▶ _Task brief_
Of all the entries below, only the lines from the one with "return Err(GameError::BlankName);" up to and including the one with "pub fn answer(&mut" are to be duplicated exactly.

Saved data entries
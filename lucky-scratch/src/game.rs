use crate::catalog::greeting_for_role;
use crate::command::{ClientCommand, ServerReply};
use crate::constants::LIVE_TOP_ENTRIES;
use crate::error::GameError;
use crate::leaderboard::LeaderboardStore;
use crate::play_record::{PlayOutcome, PlayRecordStore};
use crate::reward::format_amount;
use crate::scratch::{DeviceRect, Point, ScratchSurface};
use crate::session::{PendingTask, Session};
use crate::snapshot::{GameSnapshot, QuestionView, ScreenKind};
use crate::trivia::{AnswerOutcome, TriviaGate};
use crate::types::{LeaderboardEntry, PayoutAccount, PlayRecord, VisitorId};
use tracing::{debug, info, warn};

// Screen flow for one visitor: landing, optional trivia, the scratch card, then the result.
// A visitor with a recorded play is sent straight to the already-played screen. The leaderboard
// shown alongside is a cached copy so pointer handling never waits on a store.

#[derive(Clone, Debug)]
pub enum Screen {
    Landing,
    Quiz {
        gate: TriviaGate,
    },
    Scratch {
        amount: u64,
        quiz_failed: bool,
        surface: ScratchSurface,
    },
    Result {
        record: PlayRecord,
        greeting: String,
        jackpot: bool,
    },
    AlreadyPlayed {
        record: PlayRecord,
    },
}

impl Screen {
    pub fn kind(&self) -> ScreenKind {
        match self {
            Screen::Landing => ScreenKind::Landing,
            Screen::Quiz { .. } => ScreenKind::Quiz,
            Screen::Scratch { .. } => ScreenKind::Scratch,
            Screen::Result { .. } => ScreenKind::Result,
            Screen::AlreadyPlayed { .. } => ScreenKind::AlreadyPlayed,
        }
    }
}

pub struct Game<'a> {
    session: &'a Session,
    visitor: VisitorId,
    quiz_enabled: bool,
    name: String,
    role: String,
    screen: Screen,
    leaderboard: Vec<LeaderboardEntry>,
}

impl<'a> Game<'a> {
    /// Opens the game. The fast local check decides whether to confirm a previous play before
    /// showing the landing screen.
    pub fn new(session: &'a Session) -> Self {
        let visitor = session.visitor_id();
        let mut game = Self {
            session,
            visitor,
            quiz_enabled: true,
            name: String::new(),
            role: String::new(),
            screen: Screen::Landing,
            leaderboard: Vec::new(),
        };
        let records = PlayRecordStore::new(session);
        if records.has_played_fast(&game.visitor) {
            if let Some(record) = records.get(&game.visitor).filter(|r| r.has_played) {
                game.show_already_played(record);
            }
        }
        game.refresh_leaderboard();
        game
    }

    /// Skips the trivia gate: the card is dealt as soon as the visitor starts.
    pub fn without_quiz(mut self) -> Self {
        self.quiz_enabled = false;
        self
    }

    pub fn screen(&self) -> &Screen {
        &self.screen
    }

    pub fn visitor(&self) -> &VisitorId {
        &self.visitor
    }

    pub fn leaderboard(&self) -> &[LeaderboardEntry] {
        &self.leaderboard
    }

    /// Reloads the cached top entries from the store.
    pub fn refresh_leaderboard(&mut self) {
        self.leaderboard = LeaderboardStore::new(self.session).top_entries(LIVE_TOP_ENTRIES);
    }

    /// Replaces the cached top entries with a list pushed by a live subscription.
    pub fn apply_leaderboard(&mut self, entries: Vec<LeaderboardEntry>) {
        self.leaderboard = entries;
        self.leaderboard.truncate(LIVE_TOP_ENTRIES);
    }

    pub fn start(&mut self, name: &str, role: &str) -> Result<ScreenKind, GameError> {
        self.expect_screen("start", ScreenKind::Landing)?;
        let name = name.trim();
        if name.is_empty() {
            return Err(GameError::BlankName);
        }
        if let Some(record) = PlayRecordStore::new(self.session)
            .get(&self.visitor)
            .filter(|r| r.has_played)
        {
            info!(visitor = %self.visitor, "visitor already played");
            self.show_already_played(record);
            self.refresh_leaderboard();
            return Ok(self.screen.kind());
        }
        self.name = name.to_string();
        self.role = role.trim().to_string();
        if self.quiz_enabled {
            let gate = self.session.with_rng(|rng| TriviaGate::start(&self.role, rng));
            self.screen = Screen::Quiz { gate };
        } else {
            self.deal_card(false);
        }
        Ok(self.screen.kind())
    }

    pub fn answer(&mut self, index: usize) -> Result<AnswerOutcome, GameError> {
        self.expect_screen("answer", ScreenKind::Quiz)?;
        let session = self.session;
        let outcome = match &mut self.screen {
            Screen::Quiz { gate } => session.with_rng(|rng| gate.answer(index, rng))?,
            _ => return Err(GameError::GateClosed),
        };
        match outcome {
            AnswerOutcome::Correct => self.deal_card(false),
            AnswerOutcome::Exhausted => {
                warn!(visitor = %self.visitor, "trivia attempts exhausted");
                self.deal_card(true)
            }
            AnswerOutcome::Retry { attempts_remaining } => {
                debug!(attempts_remaining, "wrong answer, new question drawn")
            }
        }
        Ok(outcome)
    }

    /// Pointer pressed on the card, in device coordinates. Returns true when this reveals it.
    pub fn pointer_down(&mut self, rect: &DeviceRect, client: Point) -> Result<bool, GameError> {
        self.scratch_with("pointer_down", rect, client, ScratchSurface::begin)
    }

    pub fn pointer_move(&mut self, rect: &DeviceRect, client: Point) -> Result<bool, GameError> {
        self.scratch_with("pointer_move", rect, client, ScratchSurface::move_to)
    }

    pub fn pointer_up(&mut self) {
        if let Screen::Scratch { surface, .. } = &mut self.screen {
            surface.end();
        }
    }

    pub fn save_payout_account(&mut self, account: PayoutAccount) -> Result<PlayRecord, GameError> {
        match self.screen.kind() {
            ScreenKind::Result | ScreenKind::AlreadyPlayed => {}
            _ => return Err(self.wrong_screen("save_payout_account")),
        }
        let updated = PlayRecordStore::new(self.session).save_payout_account(&self.visitor, account)?;
        match &mut self.screen {
            Screen::Result { record, .. } | Screen::AlreadyPlayed { record } => *record = updated.clone(),
            _ => {}
        }
        Ok(updated)
    }

    pub fn handle(&mut self, command: ClientCommand) -> ServerReply {
        let result = match command {
            ClientCommand::GetSnapshot => {
                self.refresh_leaderboard();
                Ok(())
            }
            ClientCommand::Start { name, role } => self.start(&name, &role).map(|_| ()),
            ClientCommand::Answer { index } => self.answer(index).map(|_| ()),
            ClientCommand::PointerDown { rect, point } => self.pointer_down(&rect, point).map(|_| ()),
            ClientCommand::PointerMove { rect, point } => self.pointer_move(&rect, point).map(|_| ()),
            ClientCommand::PointerUp => {
                self.pointer_up();
                Ok(())
            }
            ClientCommand::SavePayoutAccount(account) => self.save_payout_account(account).map(|_| ()),
        };
        match result {
            Ok(()) => ServerReply::Snapshot(self.snapshot()),
            Err(err) => ServerReply::Error(err.to_string()),
        }
    }

    pub fn snapshot(&self) -> GameSnapshot {
        let mut snapshot = GameSnapshot {
            screen: self.screen.kind(),
            name: self.name.clone(),
            role: self.role.clone(),
            question: None,
            attempts_remaining: None,
            amount: None,
            formatted_amount: None,
            cleared_fraction: None,
            jackpot: false,
            quiz_failed: false,
            greeting: None,
            record: None,
            leaderboard: self.leaderboard.clone(),
        };
        match &self.screen {
            Screen::Landing => {}
            Screen::Quiz { gate } => {
                snapshot.question = gate.current_question().map(QuestionView::from);
                snapshot.attempts_remaining = Some(gate.attempts_remaining());
            }
            Screen::Scratch {
                amount,
                quiz_failed,
                surface,
            } => {
                snapshot.amount = Some(*amount);
                snapshot.formatted_amount = Some(format_amount(*amount));
                snapshot.cleared_fraction = Some(surface.cleared_fraction());
                snapshot.jackpot = self.session.rewards().is_jackpot(*amount);
                snapshot.quiz_failed = *quiz_failed;
            }
            Screen::Result {
                record,
                greeting,
                jackpot,
            } => {
                snapshot.amount = Some(record.amount_won);
                snapshot.formatted_amount = Some(format_amount(record.amount_won));
                snapshot.jackpot = *jackpot;
                snapshot.quiz_failed = record.quiz_failed;
                snapshot.greeting = Some(greeting.clone());
                snapshot.record = Some(record.clone());
            }
            Screen::AlreadyPlayed { record } => {
                snapshot.amount = Some(record.amount_won);
                snapshot.formatted_amount = Some(format_amount(record.amount_won));
                snapshot.quiz_failed = record.quiz_failed;
                snapshot.record = Some(record.clone());
            }
        }
        snapshot
    }

    fn deal_card(&mut self, quiz_failed: bool) {
        let amount = self.session.with_rng(|rng| self.session.rewards().draw(rng));
        debug!(amount, quiz_failed, "card dealt");
        self.screen = Screen::Scratch {
            amount,
            quiz_failed,
            surface: ScratchSurface::new(),
        };
    }

    fn scratch_with(
        &mut self,
        action: &'static str,
        rect: &DeviceRect,
        client: Point,
        stroke: fn(&mut ScratchSurface, Point) -> bool,
    ) -> Result<bool, GameError> {
        self.expect_screen(action, ScreenKind::Scratch)?;
        let revealed = match &mut self.screen {
            Screen::Scratch { surface, .. } => match rect.to_surface(client, surface) {
                Some(point) => stroke(surface, point),
                None => false,
            },
            _ => false,
        };
        if revealed {
            self.finish();
        }
        Ok(revealed)
    }

    /// Records the play, then queues the leaderboard append behind it.
    fn finish(&mut self) {
        let Screen::Scratch {
            amount, quiz_failed, ..
        } = self.screen
        else {
            return;
        };
        let outcome = PlayOutcome {
            amount_won: amount,
            name: self.name.clone(),
            role: self.role.clone(),
            quiz_failed,
        };
        let (record, first) = PlayRecordStore::new(self.session).finalize(&self.visitor, outcome);
        // A play finalized elsewhere already has its leaderboard entry.
        if first {
            let entry = LeaderboardStore::new(self.session).new_entry(
                &record.name,
                &record.role,
                record.amount_won,
                record.quiz_failed,
            );
            self.session.defer(PendingTask::AppendLeaderboard(entry));
        }
        let greeting = self
            .session
            .with_rng(|rng| greeting_for_role(&record.role, rng))
            .to_string();
        let jackpot = self.session.rewards().is_jackpot(record.amount_won);
        info!(visitor = %self.visitor, amount = record.amount_won, jackpot, "card revealed");
        self.screen = Screen::Result {
            record,
            greeting,
            jackpot,
        };
        self.refresh_leaderboard();
    }

    fn show_already_played(&mut self, record: PlayRecord) {
        self.name = record.name.clone();
        self.role = record.role.clone();
        self.screen = Screen::AlreadyPlayed { record };
    }

    fn expect_screen(&self, action: &'static str, expected: ScreenKind) -> Result<(), GameError> {
        if self.screen.kind() == expected {
            Ok(())
        } else {
            Err(self.wrong_screen(action))
        }
    }

    fn wrong_screen(&self, action: &'static str) -> GameError {
        GameError::WrongScreen {
            action,
            screen: self.screen.kind().label(),
        }
    }
}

▶ _Solution to this task_
            return Err(GameError::BlankName);
        }
        if let Some(record) = PlayRecordStore::new(self.session)
            .get(&self.visitor)
            .filter(|r| r.has_played)
        {
            info!(visitor = %self.visitor, "visitor already played");
            self.show_already_played(record);
            self.refresh_leaderboard();
            return Ok(self.screen.kind());
        }
        self.name = name.to_string();
        self.role = role.trim().to_string();
        if self.quiz_enabled {
            let gate = self.session.with_rng(|rng| TriviaGate::start(&self.role, rng));
            self.screen = Screen::Quiz { gate };
        } else {
            self.deal_card(false);
        }
        Ok(self.screen.kind())
    }

    pub fn answer(&mut self, index: usize) -> Result<AnswerOutcome, GameError> {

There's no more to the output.